Quant à savoir si un particulier “ s'occupe personnellement de façon continue (de l'entreprise) tout au long de la partie de l'année où l'entreprise est habituellement exploitée ”, il s'agit là d'une question de fait. Pour le déterminer, on considérera la nature de l'entreprise et la participation du particulier dans les affaires courantes de cette entreprise. Par exemple, si l'entreprise consiste à exploiter une maison de repos, le simple fait que le particulier passe périodiquement en revue les résultats des actions posées dans le cadre de la marche courante de l'entreprise ou qu'il recommande, à l'occasion, la maison à des clients éventuels ne permet pas de déterminer qu'il “ s'occupe personnellement de façon continue (de l'entreprise) ”. Par contre, la restriction relative à la DPA ne s'appliquerait normalement pas si le particulier participait à temps plein aux décisions de gestion, à la prestation des services aux occupants, à l'embauche du personnel et à la recherche de clients. ”

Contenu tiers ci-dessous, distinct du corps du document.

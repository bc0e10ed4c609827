//! Progress events and per-session progress tracking

use std::sync::atomic::{AtomicU64, Ordering};
use std::sync::Arc;

use serde::Serialize;

/// Progress callback
pub type ProgressCallback = Arc<dyn Fn(ProgressEvent) + Send + Sync>;

/// Upload progress snapshot
#[derive(Debug, Clone, Copy, PartialEq, Eq, Serialize)]
pub struct ProgressEvent {
    /// Total bytes
    pub size: u64,
    /// Bytes acknowledged (chunked mode) or handed to the network (whole-file mode)
    pub offset: u64,
    /// `floor(100 * offset / size)`; 100 for an empty upload
    pub percent: u8,
}

impl ProgressEvent {
    pub fn new(size: u64, offset: u64) -> Self {
        let offset = offset.min(size);
        let percent = if size == 0 {
            100
        } else {
            (u128::from(offset) * 100 / u128::from(size)) as u8
        };
        Self {
            size,
            offset,
            percent,
        }
    }
}

/// Emits [`ProgressEvent`]s for one session, dropping any that would go backwards.
///
/// Shared with the transport in whole-file mode, where reports may arrive
/// from the task driving the request body.
pub(crate) struct ProgressTracker {
    size: u64,
    /// Last emitted offset + 1; 0 until the first event
    last: AtomicU64,
    callback: Option<ProgressCallback>,
}

impl ProgressTracker {
    pub(crate) fn new(size: u64, callback: Option<ProgressCallback>) -> Self {
        Self {
            size,
            last: AtomicU64::new(0),
            callback,
        }
    }

    /// Report `offset` bytes of progress. Returns whether an event was emitted.
    pub(crate) fn report(&self, offset: u64) -> bool {
        let offset = offset.min(self.size);
        let marker = offset + 1;
        let previous = self.last.fetch_max(marker, Ordering::SeqCst);
        if marker <= previous {
            return false;
        }
        if let Some(callback) = &self.callback {
            callback(ProgressEvent::new(self.size, offset));
        }
        true
    }
}

impl std::fmt::Debug for ProgressTracker {
    fn fmt(&self, f: &mut std::fmt::Formatter<'_>) -> std::fmt::Result {
        f.debug_struct("ProgressTracker")
            .field("size", &self.size)
            .field("last", &self.last.load(Ordering::SeqCst).checked_sub(1))
            .finish()
    }
}

#[cfg(test)]
mod tests {
    use super::*;
    use parking_lot::Mutex;

    #[test]
    fn test_percent_floors() {
        assert_eq!(ProgressEvent::new(1000, 300).percent, 30);
        assert_eq!(ProgressEvent::new(3, 1).percent, 33);
        assert_eq!(ProgressEvent::new(3, 2).percent, 66);
        assert_eq!(ProgressEvent::new(1000, 999).percent, 99);
        assert_eq!(ProgressEvent::new(1000, 1000).percent, 100);
        assert_eq!(ProgressEvent::new(0, 0).percent, 100);
        assert_eq!(ProgressEvent::new(u64::MAX, u64::MAX / 2).percent, 49);
    }

    #[test]
    fn test_tracker_drops_regressions() {
        let seen = Arc::new(Mutex::new(Vec::new()));
        let sink = Arc::clone(&seen);
        let tracker = ProgressTracker::new(
            100,
            Some(Arc::new(move |event: ProgressEvent| sink.lock().push(event.offset))),
        );

        assert!(tracker.report(0));
        assert!(tracker.report(40));
        assert!(!tracker.report(40));
        assert!(!tracker.report(20));
        assert!(tracker.report(70));
        assert!(tracker.report(500));

        assert_eq!(*seen.lock(), vec![0, 40, 70, 100]);
    }

    #[test]
    fn test_tracker_without_callback() {
        let tracker = ProgressTracker::new(10, None);
        assert!(tracker.report(5));
        assert!(!tracker.report(5));
    }
}
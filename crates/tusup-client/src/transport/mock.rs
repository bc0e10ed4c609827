//! Mock transport for testing

use std::collections::VecDeque;

use async_trait::async_trait;
use futures::TryStreamExt;
use parking_lot::Mutex;
use url::Url;

use super::{PatchRequest, Transport};
use crate::error::TransportError;
use crate::protocol::TransportResponse;

/// A scripted reply
#[derive(Debug, Clone)]
pub enum MockReply {
    Response(TransportResponse),
    /// Fail without an HTTP response
    Failure(String),
}

impl MockReply {
    pub fn status(status: u16) -> Self {
        Self::Response(TransportResponse::new(status))
    }

    pub fn offset(status: u16, offset: u64) -> Self {
        Self::Response(TransportResponse::new(status).with_offset(offset))
    }
}

#[derive(Debug, Clone, Copy, PartialEq, Eq)]
pub enum RecordedMethod {
    Patch,
    Head,
}

/// A request as seen by the mock
#[derive(Debug, Clone, PartialEq, Eq)]
pub struct RecordedRequest {
    pub method: RecordedMethod,
    pub url: String,
    /// `Upload-Offset` sent with a PATCH
    pub offset: Option<u64>,
    pub body: Vec<u8>,
}

/// Mock transport with scripted PATCH/HEAD replies
///
/// Once a script runs dry the mock behaves like a well-behaved endpoint:
/// PATCH accepts the whole body (204, offset + body length) and HEAD reports
/// the offset of the last accepted byte.
#[derive(Debug, Default)]
pub struct MockTransport {
    patch_replies: Mutex<VecDeque<MockReply>>,
    head_replies: Mutex<VecDeque<MockReply>>,
    requests: Mutex<Vec<RecordedRequest>>,
    server_offset: Mutex<u64>,
}

impl MockTransport {
    pub fn new() -> Self {
        Self::default()
    }

    /// Queue a PATCH reply
    pub fn push_patch(&self, reply: MockReply) -> &Self {
        self.patch_replies.lock().push_back(reply);
        self
    }

    /// Queue a HEAD reply
    pub fn push_head(&self, reply: MockReply) -> &Self {
        self.head_replies.lock().push_back(reply);
        self
    }

    /// Set the offset the default endpoint behaviour starts from
    pub fn set_server_offset(&self, offset: u64) {
        *self.server_offset.lock() = offset;
    }

    /// All requests received so far
    pub fn requests(&self) -> Vec<RecordedRequest> {
        self.requests.lock().clone()
    }

    /// `Upload-Offset` of every PATCH, in order
    pub fn patch_offsets(&self) -> Vec<u64> {
        self.requests
            .lock()
            .iter()
            .filter(|r| r.method == RecordedMethod::Patch)
            .filter_map(|r| r.offset)
            .collect()
    }

    pub fn head_count(&self) -> usize {
        self.requests
            .lock()
            .iter()
            .filter(|r| r.method == RecordedMethod::Head)
            .count()
    }

    fn reply(reply: MockReply) -> Result<TransportResponse, TransportError> {
        match reply {
            MockReply::Response(response) => Ok(response),
            MockReply::Failure(message) => Err(TransportError::Request(message)),
        }
    }
}

#[async_trait]
impl Transport for MockTransport {
    async fn patch(&self, request: PatchRequest) -> Result<TransportResponse, TransportError> {
        let PatchRequest {
            url,
            offset,
            length,
            body,
            progress,
        } = request;

        // Drain the body the way a real transport would, reporting progress per frame
        let mut buf = Vec::with_capacity(length as usize);
        let mut frames = body;
        while let Some(frame) = frames.try_next().await? {
            buf.extend_from_slice(&frame);
            if let Some(progress) = &progress {
                progress(buf.len() as u64, length);
            }
        }

        let accepted = buf.len() as u64;
        self.requests.lock().push(RecordedRequest {
            method: RecordedMethod::Patch,
            url: url.to_string(),
            offset: Some(offset),
            body: buf,
        });

        let scripted = self.patch_replies.lock().pop_front();
        match scripted {
            Some(reply) => Self::reply(reply),
            None => {
                let mut server_offset = self.server_offset.lock();
                if *server_offset != offset {
                    return Ok(TransportResponse::new(409));
                }
                *server_offset += accepted;
                Ok(TransportResponse::new(204).with_offset(*server_offset))
            }
        }
    }

    async fn head(&self, url: &Url) -> Result<TransportResponse, TransportError> {
        self.requests.lock().push(RecordedRequest {
            method: RecordedMethod::Head,
            url: url.to_string(),
            offset: None,
            body: Vec::new(),
        });

        let scripted = self.head_replies.lock().pop_front();
        match scripted {
            Some(reply) => Self::reply(reply),
            None => Ok(TransportResponse::new(200).with_offset(*self.server_offset.lock())),
        }
    }
}

#[cfg(test)]
mod tests {
    use super::*;
    use crate::source::{stream_range, ByteSource, MemorySource};
    use std::sync::Arc;

    fn patch(offset: u64, data: &'static [u8]) -> PatchRequest {
        let source: Arc<dyn ByteSource> = Arc::new(MemorySource::from(data));
        PatchRequest {
            url: Url::parse("http://mock/files/a").unwrap(),
            offset,
            length: data.len() as u64,
            body: stream_range(source, 0, data.len() as u64, 4),
            progress: None,
        }
    }

    #[tokio::test]
    async fn test_scripted_replies_then_default() {
        let mock = MockTransport::new();
        mock.push_patch(MockReply::status(500));

        let first = mock.patch(patch(0, b"abcdef")).await.unwrap();
        assert_eq!(first.status, 500);

        let second = mock.patch(patch(0, b"abcdef")).await.unwrap();
        assert_eq!(second.status, 204);
        assert_eq!(second.offset(), Some(6));

        let head = mock.head(&Url::parse("http://mock/files/a").unwrap()).await.unwrap();
        assert_eq!(head.offset(), Some(6));

        assert_eq!(mock.patch_offsets(), vec![0, 0]);
        assert_eq!(mock.head_count(), 1);
        assert_eq!(mock.requests()[1].body, b"abcdef".to_vec());
    }

    #[tokio::test]
    async fn test_default_endpoint_detects_stale_offset() {
        let mock = MockTransport::new();
        mock.set_server_offset(3);

        let response = mock.patch(patch(0, b"abc")).await.unwrap();
        assert_eq!(response.status, 409);
    }

    #[tokio::test]
    async fn test_failure_reply() {
        let mock = MockTransport::new();
        mock.push_head(MockReply::Failure("connection reset".into()));

        let err = mock
            .head(&Url::parse("http://mock/files/a").unwrap())
            .await
            .unwrap_err();
        assert!(err.to_string().contains("connection reset"));
    }
}
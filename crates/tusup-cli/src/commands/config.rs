//! Config command - print the configuration tusup would use

use anyhow::Result;
use std::path::Path;
use tusup_client::ClientConfig;

use crate::config::config_path;
use crate::output::{OutputContext, OutputFormat};

pub fn show_config(config: &ClientConfig, path: Option<&Path>, ctx: &OutputContext) -> Result<()> {
    match ctx.format {
        OutputFormat::Json => println!("{}", config.to_json()?),
        OutputFormat::Table => {
            let source = match path {
                Some(p) => p.display().to_string(),
                None => match config_path() {
                    Ok(p) if p.exists() => p.display().to_string(),
                    _ => "built-in defaults".to_string(),
                },
            };
            ctx.info(&format!("# source: {}", source));
            print!("{}", config.to_yaml()?);
        }
    }
    Ok(())
}
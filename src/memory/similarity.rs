/// Scores how close two embeddings are. Higher is more similar.
pub trait Similarity: Send + Sync {
    fn score(&self, a: &[f32], b: &[f32]) -> f32;
}

/// Cosine similarity. Mismatched or zero-length vectors score 0.
#[derive(Debug, Clone, Copy, Default)]
pub struct Cosine;

impl Similarity for Cosine {
    fn score(&self, a: &[f32], b: &[f32]) -> f32 {
        if a.len() != b.len() || a.is_empty() {
            return 0.0;
        }
        let dot: f32 = a.iter().zip(b).map(|(x, y)| x * y).sum();
        let norm_a = a.iter().map(|x| x * x).sum::<f32>().sqrt();
        let norm_b = b.iter().map(|x| x * x).sum::<f32>().sqrt();
        if norm_a == 0.0 || norm_b == 0.0 {
            return 0.0;
        }
        dot / (norm_a * norm_b)
    }
}
use super::{RunSettings, WriteRun};
use anyhow::{Context, Result};
use std::fs;
use std::path::{Path, PathBuf};

use crate::consistency::AuditReport;
use crate::work::WorkId;
use crate::workflow::WorkflowEvent;

/// Persists write runs and consistency reports under `.quill/audit`.
///
/// Layout:
/// - `current-run.json`: the run in progress, rewritten on every change
/// - `runs/<timestamp>_<id>.json`: finished runs
/// - `reports/<work>/through-NNNN.json`: consistency audit reports
pub struct AuditLogger {
    audit_dir: PathBuf,
    current_run: Option<WriteRun>,
    current_run_file: PathBuf,
}

impl AuditLogger {
    pub fn new(audit_dir: &Path) -> Self {
        Self {
            current_run_file: audit_dir.join("current-run.json"),
            audit_dir: audit_dir.to_path_buf(),
            current_run: None,
        }
    }

    pub fn start_run(&mut self, work_id: WorkId, settings: RunSettings) -> Result<()> {
        self.current_run = Some(WriteRun::new(work_id, settings));
        self.save_current()
    }

    /// Fold a workflow event into the active run.
    ///
    /// Fails when no run is active, so events are never dropped silently.
    pub fn record(&mut self, event: &WorkflowEvent) -> Result<()> {
        let run = self
            .current_run
            .as_mut()
            .ok_or_else(|| anyhow::anyhow!("record called with no active run"))?;
        run.apply(event);
        self.save_current()
    }

    pub fn finish_run(&mut self) -> Result<PathBuf> {
        let run = self
            .current_run
            .as_mut()
            .ok_or_else(|| anyhow::anyhow!("No current run to finish"))?;
        run.finish();

        let runs_dir = self.audit_dir.join("runs");
        fs::create_dir_all(&runs_dir).context("Failed to create runs directory")?;
        let filename = format!(
            "{}_{}.json",
            run.started_at.format("%Y-%m-%dT%H-%M-%S"),
            &run.run_id.to_string()[..8]
        );
        let run_file = runs_dir.join(filename);

        let json = serde_json::to_string_pretty(&run).context("Failed to serialize write run")?;
        fs::write(&run_file, json).context("Failed to write run file")?;

        if self.current_run_file.exists() {
            fs::remove_file(&self.current_run_file)
                .context("Failed to remove current-run.json after finishing run")?;
        }

        self.current_run = None;
        Ok(run_file)
    }

    pub fn save_current(&self) -> Result<()> {
        if let Some(ref run) = self.current_run {
            fs::create_dir_all(&self.audit_dir).context("Failed to create audit directory")?;
            let json =
                serde_json::to_string_pretty(run).context("Failed to serialize current run")?;
            fs::write(&self.current_run_file, json).context("Failed to write current run file")?;
        }
        Ok(())
    }

    /// Load a run left behind by an interrupted process. Returns whether one existed.
    pub fn load_current(&mut self) -> Result<bool> {
        if !self.current_run_file.exists() {
            return Ok(false);
        }
        let content =
            fs::read_to_string(&self.current_run_file).context("Failed to read current run file")?;
        let run: WriteRun =
            serde_json::from_str(&content).context("Failed to parse current run file")?;
        self.current_run = Some(run);
        Ok(true)
    }

    fn reports_dir(&self, work: &WorkId) -> PathBuf {
        self.audit_dir.join("reports").join(work.as_str())
    }

    /// Write a consistency report. A later audit through the same chapter
    /// replaces the earlier one.
    pub fn save_report(&self, report: &AuditReport) -> Result<PathBuf> {
        let dir = self.reports_dir(&report.work_id);
        fs::create_dir_all(&dir)
            .with_context(|| format!("Failed to create {}", dir.display()))?;
        let path = dir.join(format!("through-{:04}.json", report.through_chapter));
        let json = serde_json::to_string_pretty(report).context("Failed to serialize audit report")?;
        fs::write(&path, json).with_context(|| format!("Failed to write {}", path.display()))?;
        Ok(path)
    }

    /// Report files for a work, oldest first.
    pub fn list_reports(&self, work: &WorkId) -> Result<Vec<PathBuf>> {
        json_files(&self.reports_dir(work))
    }

    pub fn latest_report(&self, work: &WorkId) -> Result<Option<AuditReport>> {
        let Some(path) = self.list_reports(work)?.pop() else {
            return Ok(None);
        };
        let content = fs::read_to_string(&path)
            .with_context(|| format!("Failed to read {}", path.display()))?;
        let report = serde_json::from_str(&content)
            .with_context(|| format!("Failed to parse {}", path.display()))?;
        Ok(Some(report))
    }
}

/// Sorted `*.json` files in `dir`; a missing directory is empty.
fn json_files(dir: &Path) -> Result<Vec<PathBuf>> {
    if !dir.exists() {
        return Ok(Vec::new());
    }
    let mut files: Vec<PathBuf> = fs::read_dir(dir)
        .with_context(|| format!("Failed to read {}", dir.display()))?
        .filter_map(|e| e.ok())
        .map(|e| e.path())
        .filter(|p| p.extension().is_some_and(|e| e == "json"))
        .collect();
    files.sort();
    Ok(files)
}
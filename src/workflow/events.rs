use serde::{Deserialize, Serialize};
use tokio::sync::mpsc;

use crate::work::WorkId;

/// Progress notifications emitted while chapters are produced.
#[derive(Debug, Clone, PartialEq, Serialize, Deserialize)]
#[serde(tag = "type", rename_all = "snake_case")]
pub enum WorkflowEvent {
    ChapterStarted {
        work_id: WorkId,
        sequence: u32,
        title: String,
    },
    StageStarted {
        work_id: WorkId,
        sequence: u32,
        stage: String,
        revision: u32,
    },
    StageFailed {
        work_id: WorkId,
        sequence: u32,
        stage: String,
        attempt: u32,
        message: String,
        will_retry: bool,
    },
    Reviewed {
        work_id: WorkId,
        sequence: u32,
        revision: u32,
        aggregate: f32,
        pass: bool,
        failing: Vec<String>,
    },
    ChapterAccepted {
        work_id: WorkId,
        sequence: u32,
        revisions: u32,
        attempts: u32,
        records: usize,
    },
    ChapterFailed {
        work_id: WorkId,
        sequence: u32,
        revisions: u32,
        attempts: u32,
        reason: String,
    },
    AuditCompleted {
        work_id: WorkId,
        through_chapter: u32,
        inconsistencies: usize,
        stale_threads: usize,
    },
}

impl WorkflowEvent {
    pub fn work_id(&self) -> &WorkId {
        match self {
            WorkflowEvent::ChapterStarted { work_id, .. }
            | WorkflowEvent::StageStarted { work_id, .. }
            | WorkflowEvent::StageFailed { work_id, .. }
            | WorkflowEvent::Reviewed { work_id, .. }
            | WorkflowEvent::ChapterAccepted { work_id, .. }
            | WorkflowEvent::ChapterFailed { work_id, .. }
            | WorkflowEvent::AuditCompleted { work_id, .. } => work_id,
        }
    }
}

/// Optional event sink. Sending never fails the workflow: a closed
/// receiver just means nobody is watching.
#[derive(Clone, Default)]
pub struct EventSink(Option<mpsc::Sender<WorkflowEvent>>);

impl EventSink {
    pub fn new(tx: mpsc::Sender<WorkflowEvent>) -> Self {
        Self(Some(tx))
    }

    pub fn none() -> Self {
        Self(None)
    }

    pub async fn emit(&self, event: WorkflowEvent) {
        if let Some(tx) = &self.0 {
            let _ = tx.send(event).await;
        }
    }
}

#[cfg(test)]
mod tests {
    use super::*;

    #[test]
    fn test_event_serializes_with_type_tag() {
        let event = WorkflowEvent::AuditCompleted {
            work_id: WorkId::new("river"),
            through_chapter: 5,
            inconsistencies: 1,
            stale_threads: 0,
        };
        let json = serde_json::to_value(&event).unwrap();
        assert_eq!(json["type"], "audit_completed");
        assert_eq!(json["work_id"], "river");
    }

    #[tokio::test]
    async fn test_sink_survives_closed_receiver() {
        let (tx, rx) = mpsc::channel(1);
        drop(rx);
        let sink = EventSink::new(tx);
        sink.emit(WorkflowEvent::ChapterStarted {
            work_id: WorkId::new("w"),
            sequence: 1,
            title: "One".into(),
        })
        .await;
    }
}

[Même si ce bulletin traite surtout de biens locatifs, son effet est pratiquement le même pour les biens donnés en location à bail.]

[16] Il importe de garder à l'esprit l'objet des réformes de 1986. Les modifications avaient pour objet d'empêcher les particuliers de mettre à l'abri un revenu à la faveur de pertes créées par la DPA applicable à des biens, tels les yachts et les VR, utilisés dans des entreprises qui offrent des services au moyen de tels biens. Vu l'objet et le texte du paragraphe 1100(17) du Règlement, la DPA de l'appelant a été à juste titre restreinte conformément au paragraphe 1100(15).

[17] Pour ce qui est des dépenses dont la déduction n'a pas été admise, la Cour a du mal à comprendre pourquoi l'appelant les a contestées. Le ministre n'a pas au départ refusé d'admettre toutes les dépenses déduites par l'appelant, seulement une partie, puis quelques autres avant le procès. L'appelant a expliqué son utilisation des VR, et les explications ont été prises en considération par le ministre. En conformité avec l'alinéa 18(1)h) de la Loi, les dépenses engagées pendant que l'appelant utilisait les VR pour son usage personnel ne peuvent être déduites.

[18] Par conséquent, l'appel est rejeté.

Signé à Ottawa, Canada, ce 27e jour d'octobre 1999.

“ J. A. Brulé ”“ J. A. Brulé ”

J.C.C.I.

[TRADUCTION FRANÇAISE OFFICIELLE]

Traduction certifiée conforme ce 24e jour de juillet 2000.